Data section START
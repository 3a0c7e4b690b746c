//! The dialogue engine.
//!
//! One entry point per inbound message. The engine serializes turns per
//! user, applies the rate-limit gate and global commands, then
//! dispatches to the handler for the session's current state. Every
//! path returns reply text; collaborator failures degrade to apologies
//! and never escape as errors.

use crate::edit::EventEditResolver;
use crate::reply;
use chrono::Utc;
use copper_almanac_ai::{LanguageModel, RecentEventSummary, EDIT_CONTEXT_EVENTS};
use copper_almanac_conversation::{
    ConversationState, EventLog, SessionStore, DEFAULT_RECENT_LIMIT,
};
use copper_almanac_core::{
    EditIntent, EventUpdates, RequiredField, StoredEvent, TaskData, UserKey,
};
use copper_almanac_integration::{Calendar, SlidingWindowLimiter};
use std::sync::Arc;

const CANCEL_COMMANDS: [&str; 4] = ["cancel", "stop", "quit", "exit"];
const HELP_COMMANDS: [&str; 3] = ["help", "info", "commands"];
const AFFIRMATIVE: [&str; 7] = ["yes", "y", "confirm", "ok", "correct", "right", "good"];
const NEGATIVE: [&str; 5] = ["no", "n", "cancel", "wrong", "incorrect"];

/// Orchestrates multi-turn task-scheduling conversations.
///
/// Cloning shares sessions, history, and collaborators.
#[derive(Clone)]
pub struct DialogueEngine {
    sessions: SessionStore,
    events: EventLog,
    limiter: SlidingWindowLimiter,
    model: Arc<dyn LanguageModel>,
    calendar: Arc<dyn Calendar>,
}

impl DialogueEngine {
    /// Creates an engine around the given collaborators.
    #[must_use]
    pub fn new(
        model: Arc<dyn LanguageModel>,
        calendar: Arc<dyn Calendar>,
        limiter: SlidingWindowLimiter,
    ) -> Self {
        Self {
            sessions: SessionStore::new(),
            events: EventLog::new(),
            limiter,
            model,
            calendar,
        }
    }

    /// The session registry, shared with the maintenance loop.
    #[must_use]
    pub fn sessions(&self) -> &SessionStore {
        &self.sessions
    }

    /// The per-user record of created events.
    #[must_use]
    pub fn events(&self) -> &EventLog {
        &self.events
    }

    /// Evicts sessions idle longer than `max_age_hours`.
    pub fn cleanup_expired_sessions(&self, max_age_hours: f64) -> usize {
        self.sessions.cleanup_expired(max_age_hours)
    }

    /// Turns one inbound message into reply text, advancing the user's
    /// session as a side effect.
    pub async fn handle_inbound_message(&self, user: &UserKey, message: &str) -> String {
        // One turn at a time per user; merges and transitions are not
        // safe under interleaving.
        let turn_lock = self.sessions.turn_lock(user);
        let _turn = turn_lock.lock().await;

        if !self.limiter.check_and_record(user) {
            tracing::warn!(%user, "rate limit exceeded");
            return reply::RATE_LIMITED.to_string();
        }

        let message = message.trim();
        let lowered = message.to_lowercase();
        if CANCEL_COMMANDS.contains(&lowered.as_str()) {
            self.sessions.clear(user);
            return reply::CANCELLED.to_string();
        }
        if HELP_COMMANDS.contains(&lowered.as_str()) {
            return reply::HELP.to_string();
        }

        let session = self.sessions.get_or_create(user);
        tracing::debug!(%user, state = ?session.state, "processing message");

        match session.state {
            ConversationState::Idle => self.handle_idle(user, message).await,
            ConversationState::TaskDetected => self.handle_task_detected(user, message).await,
            ConversationState::AwaitingDate => {
                self.handle_slot_reply(user, RequiredField::Date, message).await
            }
            ConversationState::AwaitingTime => {
                self.handle_slot_reply(user, RequiredField::Time, message).await
            }
            ConversationState::AwaitingDuration => {
                self.handle_awaiting_duration(user, message).await
            }
            ConversationState::Confirming => self.handle_confirming(user, &lowered, message).await,
            ConversationState::SelectingEvent => self.handle_selecting_event(user, message).await,
            ConversationState::Unknown => {
                tracing::warn!(%user, "session in unknown state, resetting");
                self.sessions.clear(user);
                reply::UNKNOWN_STATE.to_string()
            }
        }
    }

    /// Idle dispatch: query intent, then edit intent, then task intent,
    /// then generic help. First positive classification wins.
    async fn handle_idle(&self, user: &UserKey, message: &str) -> String {
        match self.model.analyze_query(message).await {
            Ok(query) if query.is_query => {
                return match self.calendar.list_events(query.range_or_today()).await {
                    Ok(text) => text,
                    Err(e) => {
                        tracing::error!(%user, error = %e, "event listing failed");
                        reply::CALENDAR_UNAVAILABLE.to_string()
                    }
                };
            }
            Ok(_) => {}
            Err(e) => tracing::warn!(%user, error = %e, "query analysis failed"),
        }

        let recent = self.events.recent(user, DEFAULT_RECENT_LIMIT);
        let summaries: Vec<RecentEventSummary> = recent
            .iter()
            .take(EDIT_CONTEXT_EVENTS)
            .map(RecentEventSummary::from)
            .collect();
        match self.model.analyze_edit(message, &summaries).await {
            Ok(intent) if intent.is_edit => {
                return self.handle_edit_request(user, message, &intent).await;
            }
            Ok(_) => {}
            Err(e) => tracing::warn!(%user, error = %e, "edit analysis failed"),
        }

        match self.model.analyze_task(message).await {
            Ok(analysis) if analysis.is_task => {
                self.sessions
                    .update(user, |s| s.task.merge(&analysis.extracted));
                self.advance_or_confirm(user)
            }
            Ok(_) => reply::idle_help(!recent.is_empty()),
            Err(e) => {
                tracing::warn!(%user, error = %e, "task analysis failed");
                reply::idle_help(!recent.is_empty())
            }
        }
    }

    /// Gathering: parse a free-form reply for any fields, merge, and
    /// move on.
    async fn handle_task_detected(&self, user: &UserKey, message: &str) -> String {
        let session = self.sessions.get_or_create(user);
        let context = format!(
            "User is providing information for task: {}",
            session.task.title.as_deref().unwrap_or("unknown task")
        );

        match self.model.parse_reply(message, &context).await {
            Ok(fields) => self.sessions.update(user, |s| s.task.merge(&fields)),
            Err(e) => tracing::warn!(%user, error = %e, "reply parsing failed"),
        }

        self.advance_or_confirm(user)
    }

    /// A reply to a direct follow-up question is taken verbatim as the
    /// requested field.
    async fn handle_slot_reply(
        &self,
        user: &UserKey,
        field: RequiredField,
        message: &str,
    ) -> String {
        let value = Some(message.to_string());
        self.sessions.update(user, |s| match field {
            RequiredField::Title => s.task.title = value.clone(),
            RequiredField::Date => s.task.date = value.clone(),
            RequiredField::Time => s.task.time = value.clone(),
        });
        self.advance_or_confirm(user)
    }

    async fn handle_awaiting_duration(&self, user: &UserKey, message: &str) -> String {
        self.sessions.update(user, |s| {
            s.task.duration = Some(message.to_string());
            s.state = ConversationState::Confirming;
        });
        let session = self.sessions.get_or_create(user);
        reply::confirmation_prompt(&session.task)
    }

    /// Moves to `Confirming` when nothing required is missing, or asks
    /// for the next missing field in priority order.
    fn advance_or_confirm(&self, user: &UserKey) -> String {
        let session = self.sessions.get_or_create(user);
        match session.task.missing_fields().first() {
            None => {
                self.sessions
                    .update(user, |s| s.state = ConversationState::Confirming);
                reply::confirmation_prompt(&session.task)
            }
            Some(field) => {
                let next_state = match field {
                    RequiredField::Date => ConversationState::AwaitingDate,
                    RequiredField::Time => ConversationState::AwaitingTime,
                    // No dedicated state for a missing title; keep
                    // gathering.
                    RequiredField::Title => ConversationState::TaskDetected,
                };
                self.sessions.update(user, |s| s.state = next_state);
                self.model.follow_up_question(*field, &session.task)
            }
        }
    }

    async fn handle_confirming(&self, user: &UserKey, lowered: &str, message: &str) -> String {
        let task = self.sessions.get_or_create(user).task;

        if AFFIRMATIVE.contains(&lowered) {
            return self.commit_task(user, &task).await;
        }

        if NEGATIVE.contains(&lowered) {
            self.sessions.clear(user);
            return reply::START_OVER.to_string();
        }

        // Neither yes nor no: look for a modification, then re-render
        // the prompt either way.
        match self.model.parse_confirmation_edit(message, &task).await {
            Ok(fields) if !fields.is_empty() => {
                self.sessions.update(user, |s| s.task.merge(&fields));
            }
            Ok(_) => {}
            Err(e) => tracing::warn!(%user, error = %e, "confirmation edit parsing failed"),
        }
        reply::confirmation_prompt(&self.sessions.get_or_create(user).task)
    }

    async fn commit_task(&self, user: &UserKey, task: &TaskData) -> String {
        match self.calendar.create_event(task).await {
            Ok(created) => {
                self.events.record(
                    user,
                    StoredEvent {
                        event_id: created.event_id,
                        title: task.title.clone().unwrap_or_else(|| "Untitled Task".to_string()),
                        date: task.date.clone().unwrap_or_default(),
                        time: task.time.clone().unwrap_or_default(),
                        duration: task.duration.clone().unwrap_or_else(|| "1 hour".to_string()),
                        created_at: Utc::now(),
                        calendar_url: created.url.clone(),
                    },
                );
                self.sessions.clear(user);
                reply::created_confirmation(task, created.url.as_deref())
            }
            Err(e) => {
                tracing::error!(%user, error = %e, "event creation failed");
                self.sessions.clear(user);
                reply::CREATE_FAILED.to_string()
            }
        }
    }

    async fn handle_selecting_event(&self, user: &UserKey, message: &str) -> String {
        let Some(pending) = self.sessions.get_or_create(user).task.pending_edit else {
            self.sessions.clear(user);
            return reply::RETRY_EDIT.to_string();
        };

        let Ok(selection) = message.parse::<usize>() else {
            return reply::SELECTION_NOT_A_NUMBER.to_string();
        };

        let recent = self.events.recent(user, DEFAULT_RECENT_LIMIT);
        let max = recent.len().min(DEFAULT_RECENT_LIMIT);
        if selection < 1 || selection > max {
            return reply::selection_out_of_range(max);
        }

        let selected = recent[selection - 1].clone();
        self.sessions.clear(user);
        self.apply_event_edit(user, &selected, &pending).await
    }

    async fn handle_edit_request(
        &self,
        user: &UserKey,
        message: &str,
        intent: &EditIntent,
    ) -> String {
        let recent = self.events.recent(user, DEFAULT_RECENT_LIMIT);
        if recent.is_empty() {
            return reply::NO_RECENT_EVENTS.to_string();
        }

        match EventEditResolver::resolve(&recent, message, intent) {
            Some(target) => self.apply_event_edit(user, &target, intent).await,
            None => {
                // Park the intent and ask which event it applies to.
                let pending = intent.clone();
                self.sessions.update(user, |s| {
                    s.task.pending_edit = Some(pending);
                    s.state = ConversationState::SelectingEvent;
                });
                reply::selection_list(&recent)
            }
        }
    }

    async fn apply_event_edit(
        &self,
        user: &UserKey,
        event: &StoredEvent,
        intent: &EditIntent,
    ) -> String {
        let updates = EventUpdates::from_intent(intent);
        if updates.is_empty() {
            return reply::clarify_edit(&event.title);
        }

        match self.calendar.update_event(&event.event_id, &updates).await {
            Ok(url) => {
                self.events.apply_updates(user, &event.event_id, &updates);
                reply::update_confirmation(&event.title, &updates, url.as_deref())
            }
            Err(e) => {
                tracing::error!(%user, event_id = %event.event_id, error = %e, "event update failed");
                reply::update_failed(&event.title)
            }
        }
    }
}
Data section END
Task details: Throughout the material above, find every line holding "SelectingEvent" and copy it.

Expected output:
            ConversationState::SelectingEvent => self.handle_selecting_event(user, message).await,
                    s.state = ConversationState::SelectingEvent;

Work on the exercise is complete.